**Aim of the exercise**
Find the lines below holding the word "every" and copy each of them.
::: Information supplied
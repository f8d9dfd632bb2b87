//! Execution engine for LOWESS smoothing.
//!
//! ## Purpose
//!
//! This module runs the smoother over one sorted series: an initial
//! kernel-weighted pass, then robustness passes that downweight outliers,
//! optionally stopping early once the trend stops moving. Detrending modes
//! call it once per segment (or once for the whole curve).
//!
//! ## Design notes
//!
//! * **Anchors**: Points are fitted at anchors at least `delta` apart and
//!   linearly interpolated in between; `delta = 0` fits every point.
//! * **Whole-series window**: A fraction of one gives every point a window
//!   spanning the series; fits stay kernel-weighted and robust.
//! * **Buffers**: Working vectors live in a [`SmoothBuffer`] that callers
//!   can reuse across segments.
//!
//! ## Invariants
//!
//! * Input time is non-decreasing and the same length as flux.
//! * Window size is at least 2 and at most n.
//! * Robustness weights stay in [0, 1].
//!
//! ## Non-goals
//!
//! * This module does not validate input (see `validator`).
//! * This module does not split series on gaps (see `adapters`).

// External dependencies
use num_traits::Float;

// Internal dependencies
use crate::algorithms::interpolation::{interpolate_gap, next_anchor};
use crate::algorithms::regression::{LocalFit, WeightedAccumulate, ZeroWeightFallback};
use crate::algorithms::robustness::RobustnessMethod;
use crate::math::kernel::WeightFunction;
use crate::math::scaling::ScalingMethod;
use crate::primitives::buffer::SmoothBuffer;
use crate::primitives::window::Window;

// ============================================================================
// Configuration and Output
// ============================================================================

/// Smoother settings shared by every detrending mode.
#[derive(Debug, Clone, Copy, PartialEq)]
pub struct LowessConfig<T> {
    /// Smoothing fraction in (0, 1].
    pub fraction: T,

    /// Robustness iterations after the initial fit.
    pub iterations: usize,

    /// Anchor spacing for interpolation; zero fits every point.
    pub delta: T,

    pub weight_function: WeightFunction,
    pub zero_weight_fallback: ZeroWeightFallback,
    pub robustness_method: RobustnessMethod,
    pub scaling_method: ScalingMethod,

    /// Stop robustness passes once the trend moves less than this.
    pub auto_convergence: Option<T>,
}

impl<T: Float> Default for LowessConfig<T> {
    fn default() -> Self {
        Self {
            fraction: T::from(2.0 / 3.0).unwrap(),
            iterations: 3,
            delta: T::zero(),
            weight_function: WeightFunction::default(),
            zero_weight_fallback: ZeroWeightFallback::default(),
            robustness_method: RobustnessMethod::default(),
            scaling_method: ScalingMethod::default(),
            auto_convergence: None,
        }
    }
}

/// Result of smoothing one series.
#[derive(Debug, Clone, PartialEq)]
pub struct ExecutorOutput<T> {
    /// Smoothed flux (the trend).
    pub smoothed: Vec<T>,

    /// Robustness passes run, when auto-convergence was active.
    pub iterations: Option<usize>,

    /// Fraction the smoother actually used.
    pub used_fraction: T,

    /// Final robustness weights.
    pub robustness_weights: Vec<T>,
}

// ============================================================================
// Executor
// ============================================================================

/// Runs the LOWESS iteration loop for one configuration.
#[derive(Debug, Clone, Copy, PartialEq)]
pub struct LowessExecutor<T> {
    config: LowessConfig<T>,
}

impl<T: Float> Default for LowessExecutor<T> {
    fn default() -> Self {
        Self::new()
    }
}

impl<T: Float> LowessExecutor<T> {
    pub fn new() -> Self {
        Self {
            config: LowessConfig::default(),
        }
    }

    pub fn from_config(config: LowessConfig<T>) -> Self {
        Self { config }
    }

    pub fn fraction(mut self, fraction: T) -> Self {
        self.config.fraction = fraction;
        self
    }

    // Adapters configure through `LowessConfig`; the setters below serve
    // direct executor use.

    #[cfg(feature = "dev")]
    pub fn config(&self) -> &LowessConfig<T> {
        &self.config
    }

    #[cfg(feature = "dev")]
    pub fn iterations(mut self, iterations: usize) -> Self {
        self.config.iterations = iterations;
        self
    }

    #[cfg(feature = "dev")]
    pub fn delta(mut self, delta: T) -> Self {
        self.config.delta = delta;
        self
    }

    #[cfg(feature = "dev")]
    pub fn weight_function(mut self, wf: WeightFunction) -> Self {
        self.config.weight_function = wf;
        self
    }

    #[cfg(feature = "dev")]
    pub fn zero_weight_fallback(mut self, policy: ZeroWeightFallback) -> Self {
        self.config.zero_weight_fallback = policy;
        self
    }

    #[cfg(feature = "dev")]
    pub fn robustness_method(mut self, method: RobustnessMethod) -> Self {
        self.config.robustness_method = method;
        self
    }

    #[cfg(feature = "dev")]
    pub fn scaling_method(mut self, method: ScalingMethod) -> Self {
        self.config.scaling_method = method;
        self
    }

    #[cfg(feature = "dev")]
    pub fn auto_convergence(mut self, tolerance: Option<T>) -> Self {
        self.config.auto_convergence = tolerance;
        self
    }
}

impl<T: WeightedAccumulate> LowessExecutor<T> {
    // ========================================================================
    // Main Entry Point
    // ========================================================================

    /// Smooth `y` against sorted `x`.
    ///
    /// # Special cases
    ///
    /// * **Fewer than two points**: returns `y` unchanged.
    /// * **fraction >= 1**: every window spans the whole series.
    pub fn run(&self, x: &[T], y: &[T], buffer: Option<&mut SmoothBuffer<T>>) -> ExecutorOutput<T> {
        let n = x.len();
        let cfg = &self.config;

        if n < 2 {
            return ExecutorOutput {
                smoothed: y.to_vec(),
                iterations: None,
                used_fraction: cfg.fraction,
                robustness_weights: vec![T::one(); n],
            };
        }

        let window_size = Window::calculate_span(n, cfg.fraction.min(T::one()));

        let mut owned;
        let buffers = match buffer {
            Some(b) => b,
            None => {
                owned = SmoothBuffer::with_capacity(n);
                &mut owned
            }
        };
        let iterations = self.iteration_loop(x, y, window_size, buffers);

        ExecutorOutput {
            smoothed: buffers.y_smooth.clone(),
            iterations: cfg.auto_convergence.map(|_| iterations),
            used_fraction: cfg.fraction,
            robustness_weights: buffers.robustness_weights.clone(),
        }
    }

    // Initial fit plus robustness passes; returns the last pass index.
    fn iteration_loop(&self, x: &[T], y: &[T], window_size: usize, buffers: &mut SmoothBuffer<T>) -> usize {
        let cfg = &self.config;
        let n = x.len();
        buffers.prepare(n, cfg.auto_convergence.is_some());
        buffers.y_smooth.copy_from_slice(y);

        let mut performed = 0;
        for iter in 0..=cfg.iterations {
            performed = iter;

            if cfg.auto_convergence.is_some() {
                buffers.y_prev.copy_from_slice(&buffers.y_smooth);
            }

            let robustness = (iter > 0).then_some(buffers.robustness_weights.as_slice());
            Self::smooth_pass(
                x,
                y,
                window_size,
                cfg.delta,
                robustness,
                &mut buffers.y_smooth,
                &mut buffers.weights,
                cfg.weight_function,
                cfg.zero_weight_fallback,
            );

            if let Some(tol) = cfg.auto_convergence {
                if iter > 0 && max_change(&buffers.y_smooth, &buffers.y_prev) <= tol {
                    break;
                }
            }

            if iter < cfg.iterations {
                for i in 0..n {
                    buffers.residuals[i] = y[i] - buffers.y_smooth[i];
                }
                cfg.robustness_method.apply(
                    &buffers.residuals,
                    &mut buffers.robustness_weights,
                    cfg.scaling_method,
                    &mut buffers.weights,
                );
            }
        }
        performed
    }

    /// One smoothing pass over every point.
    ///
    /// Where a local fit reports nothing, `y_smooth` keeps its previous value.
    #[allow(clippy::too_many_arguments)]
    pub fn smooth_pass(
        x: &[T],
        y: &[T],
        window_size: usize,
        delta: T,
        robustness_weights: Option<&[T]>,
        y_smooth: &mut [T],
        weights: &mut [T],
        weight_function: WeightFunction,
        zero_weight_fallback: ZeroWeightFallback,
    ) {
        let n = x.len();
        let mut window = Window::initialize(0, window_size, n);

        let fit_at = |idx: usize, window: &mut Window, y_smooth: &mut [T], weights: &mut [T]| {
            window.recenter(x, idx, n);
            let mut local = LocalFit {
                x,
                y,
                idx,
                window: *window,
                robustness_weights,
                weights,
                weight_function,
                zero_weight_fallback,
            };
            if let Some(v) = local.fit() {
                y_smooth[idx] = v;
            }
        };

        fit_at(0, &mut window, y_smooth, weights);

        let mut last_fitted = 0usize;
        while last_fitted < n - 1 {
            let current = next_anchor(x, y_smooth, &mut last_fitted, delta);
            if current <= last_fitted {
                break;
            }
            fit_at(current, &mut window, y_smooth, weights);
            interpolate_gap(x, y_smooth, last_fitted, current);
            last_fitted = current;
        }
    }
}

fn max_change<T: Float>(current: &[T], previous: &[T]) -> T {
    current
        .iter()
        .zip(previous)
        .fold(T::zero(), |m, (&a, &b)| m.max((a - b).abs()))
}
::::::
**Solution below**
//!   linearly interpolated in between; `delta = 0` fits every point.
//! * **Whole-series window**: A fraction of one gives every point a window
/// Smoother settings shared by every detrending mode.
    /// Anchor spacing for interpolation; zero fits every point.
    /// * **fraction >= 1**: every window spans the whole series.
    /// One smoothing pass over every point.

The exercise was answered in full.